Real Mainers and the Hollywood kind

December 14, 2001

At Christmastime, somebody said he heard a Santy Claus down south greet a hopeful child with, "Hi there! How ya doin'?" Santy does, they tell me, get around, but a saltwater Down-East Yankee Kris Kringle in Dixie calls for thought. "How ya doin'?" is what we said to Emery Booker every morning at the bank, and Emery would reply, "Just gittin' by!"

Emery was of a large family that cut its teeth on 2 percent for cash, and nobody was astonished when he became cashier at the First National and began working his way up. He was affable as apple pie, and would smile like the Cheshire Cat when he evicted a widow and orphans into a blizzard. Shrewd as a wizard, sharp as a tack, and tight as the bark to a tree, he would stand inside the bank door every morning, listening to the notes falling due. He'd greet the customers as they arrived one by one. Everybody said good morning to Emery in the established fashion: "Mornin', Emery, How ya doin'?"

Emery had no illusions about his market value, and he made the same reply to all, "Just gittin' by!" That was how our town started every day.

I wish I might report that the youngster down south gave Emery's answer to Santy, but I do not know; I wasn't there. I continue the same topic but with a different slant:

Ruth Moore, our favorite Maine novelist, was born on Gott Island, grew up there, and came to the mainland to attend high school. Then she went to New York and worked for Reader's Digest, answering readers' letters. She got fed up and returned to Gott Island to write our best stories about Down East tidewater people.

Speaking of that, I should mention that Ruth was the last secretary of the historical Gott Island Hay Thieves Association. In Colonial times, a kind of grass that grew along Gott Island's shores brought a good price in Boston as a packing for pottery and glass. Salt hay was cut during the summer, piled on little platforms called "staddles" to cure above the water, and then pitched on schooners for Boston.

When somebody began stealing this hay, a commissioner came down from Boston to investigate.

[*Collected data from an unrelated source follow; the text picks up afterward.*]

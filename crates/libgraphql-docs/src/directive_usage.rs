use crate::ast::cst;
use crate::loc;
use crate::value::LiteralConversionError;
use crate::value::ValueLiteral;
use apollo_parser::cst::CstNode;
use serde::Deserialize;
use serde::Serialize;

/// An argument explicitly passed to a directive at its usage site.
#[derive(Clone, Debug, Deserialize, PartialEq, Serialize)]
pub struct AppliedArgument {
    pub(crate) name: String,
    pub(crate) value: ValueLiteral,
}
impl AppliedArgument {
    pub fn new(name: impl Into<String>, value: ValueLiteral) -> Self {
        Self {
            name: name.into(),
            value,
        }
    }

    pub fn name(&self) -> &str {
        self.name.as_str()
    }

    pub fn value(&self) -> &ValueLiteral {
        &self.value
    }
}

/// Represents a
/// [directive annotation](https://spec.graphql.org/October2021/#sec-Language.Directives)
/// as written in a document: the directive's name and the arguments passed
/// to it, in the order they were written.
#[derive(Clone, Debug, Deserialize, PartialEq, Serialize)]
pub struct DirectiveUsage {
    pub(crate) arguments: Vec<AppliedArgument>,
    pub(crate) location: Option<loc::FilePosition>,
    pub(crate) name: String,
}
impl DirectiveUsage {
    pub fn new(
        name: impl Into<String>,
        arguments: Vec<AppliedArgument>,
    ) -> Self {
        Self {
            arguments,
            location: None,
            name: name.into(),
        }
    }

    pub fn arguments(&self) -> &[AppliedArgument] {
        self.arguments.as_slice()
    }

    /// Where this usage was written, if it was read from a file.
    pub fn location(&self) -> Option<&loc::FilePosition> {
        self.location.as_ref()
    }

    /// The name of the directive, without the leading `@`.
    pub fn name(&self) -> &str {
        self.name.as_str()
    }

    /// Reads a usage from a parsed directive. `location` is where the `@`
    /// was written, when the document came from a file.
    pub fn from_cst(
        location: Option<loc::FilePosition>,
        cst_directive: &cst::Directive,
    ) -> Result<Self, LiteralConversionError> {
        let name = cst_directive.name().ok_or_else(|| {
            LiteralConversionError::MalformedLiteral(cst_directive.source_string())
        })?;

        let mut arguments = vec![];
        for cst_arg in cst_directive.arguments().iter().flat_map(|args| args.arguments()) {
            let (Some(arg_name), Some(arg_val)) = (cst_arg.name(), cst_arg.value()) else {
                return Err(LiteralConversionError::MalformedLiteral(
                    cst_arg.source_string(),
                ));
            };
            arguments.push(AppliedArgument {
                name: arg_name.text().to_string(),
                value: ValueLiteral::from_cst(&arg_val)?,
            });
        }

        Ok(DirectiveUsage {
            arguments,
            location,
            name: name.text().to_string(),
        })
    }
}

/// A [`DirectiveUsage`] found in a schema document, together with the
/// [schema coordinate](https://spec.graphql.org/draft/#sec-Schema-Coordinates)
/// of the element it annotates (e.g. `User.email` or `Query.user(id:)`).
#[derive(Clone, Debug, Deserialize, PartialEq, Serialize)]
pub struct DirectiveSite {
    pub(crate) schema_coordinate: String,
    pub(crate) usage: DirectiveUsage,
}
impl DirectiveSite {
    pub fn schema_coordinate(&self) -> &str {
        self.schema_coordinate.as_str()
    }

    pub fn usage(&self) -> &DirectiveUsage {
        &self.usage
    }
}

He appointed three Gott brothers to find and apprehend the culprits. These three "hay reeves" kept vigil and collected the statutory fees, but they never caught the culprits because the three Gott brothers were the culprits. The mythical hay thieves association was kept alive for many years, until at last Ruth was the only member.

When Ruth's novel "Spoonhandle" was published in 1946, it was bought by Hollywood for a movie, and Ruth was asked to go to movieland as a consultant to make sure the flavor of Down East would prevail. She took with her another Gott Island girl, Eleanor Mayo, as companion and secretary.

The two were being paid generously for their assistance, but they soon found that nobody in Hollywood had the slightest intention of paying heed to a word they said. They tried to tell the moviemakers that no Maine lobsterman had ever worn an overcoat, but Hollywood smiled, said yes, and put overcoats on the actors who played Gott Island lobster catchers.

Ruth and Eleanor devised a scheme. When a script conference became sticky, Ruth would feign a faint, call for help, and tumble off her chair. Eleanor would pick her up and carry her into open air, and they'd keep on going. When Ruth decided she'd had enough, she found Eleanor had already bought the railroad tickets, and they were on the next train eastbound.

Gott Island is offshore in the town of Tremont, not far from Bar Harbor on Mt. Desert Island. In the old days of sail, it was smack on the route of the West Indies coasters. Gott Island had a granite quarry, and Ruth's father kept a sizeable hotel and store and was postmaster.

Ruth grew up in the waning days of prosperity, the only girl in a family of brothers who spoiled her rotten, but she always cleaned her own fish. Gott Island has a kitchen midden made by the paint people more than 5,000 years ago, where Ruth excavated as a girl. Her collection of projectile points, pottery, and fish bones was extensive.

Knowing and loving Ruth Moore gave our family many golden memories. It was good to learn she was home again. Then Ruth got a telephone call from Hollywood. A man said he was an attorney for the so-and-so Studio and he was calling because Ruth had failed to perform on her contract. He felt she should return to Hollywood at once for the completion of the picture.

He said if she did not, he would be forced to sue for breach of contract. I can tell you just what Ruth Moore said to him. It went like this: "Yes. Well, chum, let me put it this way: I've had all I want of Hollywood. I'm back in Hancock County, Maine, and I plan to stay here the rest of my mortal life. And as for suing me, go ahead and sue. All you'll ever get is what a Hancock County jury'll give you, and since Hancock County was set apart to be by itself, we haven't had a jury but that there was a Moore on it. Goodbye."

There was never any suit, but when "Spoonhandle" was finished, we went to see it, and the lobstermen wore overcoats and a Maine State Police officer said, "I reckon so, sir." I guess that's it, except that Emery Booker never played an Alabama Santy Claus.